EXERCISE OBJECTIVE –
Would you please transcribe the entire listing exactly?

***** THE INPUT *****

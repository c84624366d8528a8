//! ContactHub - Main Library
//!
//! ContactHub is a contact-management backend built with Rust. Authenticated
//! users share a single contact list, edit records under short-lived
//! optimistic locks, and receive every committed change in realtime.
//!
//! # Overview
//!
//! This library provides:
//! - Contact CRUD with field validation and filtered, paginated listing
//! - Record locking with a five minute expiry window
//! - Realtime fan-out of contact events over Server-Sent Events
//! - JWT authentication and admin-only user management
//!
//! # Module Structure
//!
//! - **`shared`** - Types that cross the wire
//!   - Contact records, realtime events, pagination metadata
//!   - Field validation and shared error types
//!   - Application configuration
//!
//! - **`backend`** - Server-side code (only compiled with `ssr` feature)
//!   - Axum HTTP server and routing
//!   - Lock manager, contact service, record stores
//!   - Authentication, user administration, notification bus
//!
//! # Feature Flags
//!
//! - **`ssr`** - Server-side code (enabled by default)
//!   - Includes Axum server, sqlx stores, bcrypt and JWT
//!
//! # Usage
//!
//! ```rust,no_run
//! use contacthub::backend::server::init::create_app;
//! use contacthub::shared::AppConfig;
//!
//! # async fn example() -> Result<(), Box<dyn std::error::Error>> {
//! let config = AppConfig::from_env()?;
//! let app = create_app(config).await?;
//! // Serve `app` with axum::serve
//! # Ok(())
//! # }
//! ```
//!
//! # Thread Safety
//!
//! - Record stores are `Send + Sync` trait objects shared through `Arc`
//! - The notification bus wraps a `tokio::sync::broadcast::Sender`
//! - Lock decisions are pure functions over a fetched record

/// Shared types and data structures
pub mod shared;

/// Backend server-side code
#[cfg(feature = "ssr")]
pub mod backend;
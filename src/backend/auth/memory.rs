/**
 * In-Memory User Store
 *
 * Accounts in a map behind a tokio `RwLock`. Username uniqueness is checked
 * under the write lock.
 */

use std::collections::HashMap;
use std::sync::Arc;

use async_trait::async_trait;
use chrono::Utc;
use tokio::sync::RwLock;
use uuid::Uuid;

use crate::backend::auth::users::{Role, User, UserStore};
use crate::backend::error::StoreError;

#[derive(Clone, Default)]
pub struct MemoryUserStore {
    users: Arc<RwLock<HashMap<Uuid, User>>>,
}

impl MemoryUserStore {
    pub fn new() -> Self {
        Self::default()
    }
}

#[async_trait]
impl UserStore for MemoryUserStore {
    async fn find_by_id(&self, id: Uuid) -> Result<Option<User>, StoreError> {
        Ok(self.users.read().await.get(&id).cloned())
    }

    async fn find_by_username(&self, username: &str) -> Result<Option<User>, StoreError> {
        Ok(self
            .users
            .read()
            .await
            .values()
            .find(|user| user.username == username)
            .cloned())
    }

    async fn list(&self, skip: u64, limit: u64) -> Result<Vec<User>, StoreError> {
        let mut users: Vec<User> = self.users.read().await.values().cloned().collect();
        users.sort_by(|a, b| b.created_at.cmp(&a.created_at).then(b.id.cmp(&a.id)));

        let skip = usize::try_from(skip).unwrap_or(usize::MAX);
        let limit = usize::try_from(limit).unwrap_or(usize::MAX);
        Ok(users.into_iter().skip(skip).take(limit).collect())
    }

    async fn count(&self) -> Result<u64, StoreError> {
        Ok(self.users.read().await.len() as u64)
    }

    async fn create(&self, username: &str, password_hash: String, role: Role) -> Result<User, StoreError> {
        let mut users = self.users.write().await;
        if users.values().any(|user| user.username == username) {
            return Err(StoreError::Duplicate(username.to_string()));
        }

        let user = User::new(username, password_hash, role, Utc::now());
        users.insert(user.id, user.clone());
        Ok(user)
    }

    async fn update_role(&self, id: Uuid, role: Role) -> Result<Option<User>, StoreError> {
        let mut users = self.users.write().await;
        Ok(users.get_mut(&id).map(|user| {
            user.role = role;
            user.updated_at = Utc::now();
            user.clone()
        }))
    }

    async fn delete_by_id(&self, id: Uuid) -> Result<Option<User>, StoreError> {
        Ok(self.users.write().await.remove(&id))
    }
}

*****

ANSWER TO THIS TASK –
repository c84624366d8528a8
//! ContactHub - Main Library
//!
//! ContactHub is a contact-management backend built with Rust. Authenticated
//! users share a single contact list, edit records under short-lived
//! optimistic locks, and receive every committed change in realtime.
//!
//! # Overview
//!
//! This library provides:
//! - Contact CRUD with field validation and filtered, paginated listing
//! - Record locking with a five minute expiry window
//! - Realtime fan-out of contact events over Server-Sent Events
//! - JWT authentication and admin-only user management
//!
//! # Module Structure
//!
//! - **`shared`** - Types that cross the wire
//!   - Contact records, realtime events, pagination metadata
//!   - Field validation and shared error types
//!   - Application configuration
//!
//! - **`backend`** - Server-side code (only compiled with `ssr` feature)
//!   - Axum HTTP server and routing
//!   - Lock manager, contact service, record stores
//!   - Authentication, user administration, notification bus
//!
//! # Feature Flags
//!
//! - **`ssr`** - Server-side code (enabled by default)
//!   - Includes Axum server, sqlx stores, bcrypt and JWT
//!
//! # Usage
//!
//! ```rust,no_run
//! use contacthub::backend::server::init::create_app;
//! use contacthub::shared::AppConfig;
//!
//! # async fn example() -> Result<(), Box<dyn std::error::Error>> {
//! let config = AppConfig::from_env()?;
//! let app = create_app(config).await?;
//! // Serve `app` with axum::serve
//! # Ok(())
//! # }
//! ```
//!
//! # Thread Safety
//!
//! - Record stores are `Send + Sync` trait objects shared through `Arc`
//! - The notification bus wraps a `tokio::sync::broadcast::Sender`
//! - Lock decisions are pure functions over a fetched record

/// Shared types and data structures
pub mod shared;

/// Backend server-side code
#[cfg(feature = "ssr")]
pub mod backend;
filename src/backend/auth/memory.rs
/**
 * In-Memory User Store
 *
 * Accounts in a map behind a tokio `RwLock`. Username uniqueness is checked
 * under the write lock.
 */

use std::collections::HashMap;
use std::sync::Arc;

use async_trait::async_trait;
use chrono::Utc;
use tokio::sync::RwLock;
use uuid::Uuid;

use crate::backend::auth::users::{Role, User, UserStore};
use crate::backend::error::StoreError;

#[derive(Clone, Default)]
pub struct MemoryUserStore {
    users: Arc<RwLock<HashMap<Uuid, User>>>,
}

impl MemoryUserStore {
    pub fn new() -> Self {
        Self::default()
    }
}

#[async_trait]
impl UserStore for MemoryUserStore {
    async fn find_by_id(&self, id: Uuid) -> Result<Option<User>, StoreError> {
        Ok(self.users.read().await.get(&id).cloned())
    }

    async fn find_by_username(&self, username: &str) -> Result<Option<User>, StoreError> {
        Ok(self
            .users
            .read()
            .await
            .values()
            .find(|user| user.username == username)
            .cloned())
    }

    async fn list(&self, skip: u64, limit: u64) -> Result<Vec<User>, StoreError> {
        let mut users: Vec<User> = self.users.read().await.values().cloned().collect();
        users.sort_by(|a, b| b.created_at.cmp(&a.created_at).then(b.id.cmp(&a.id)));

        let skip = usize::try_from(skip).unwrap_or(usize::MAX);
        let limit = usize::try_from(limit).unwrap_or(usize::MAX);
        Ok(users.into_iter().skip(skip).take(limit).collect())
    }

    async fn count(&self) -> Result<u64, StoreError> {
        Ok(self.users.read().await.len() as u64)
    }

    async fn create(&self, username: &str, password_hash: String, role: Role) -> Result<User, StoreError> {
        let mut users = self.users.write().await;
        if users.values().any(|user| user.username == username) {
            return Err(StoreError::Duplicate(username.to_string()));
        }

        let user = User::new(username, password_hash, role, Utc::now());
        users.insert(user.id, user.clone());
        Ok(user)
    }

    async fn update_role(&self, id: Uuid, role: Role) -> Result<Option<User>, StoreError> {
        let mut users = self.users.write().await;
        Ok(users.get_mut(&id).map(|user| {
            user.role = role;
            user.updated_at = Utc::now();
            user.clone()
        }))
    }

    async fn delete_by_id(&self, id: Uuid) -> Result<Option<User>, StoreError> {
        Ok(self.users.write().await.remove(&id))
    }
}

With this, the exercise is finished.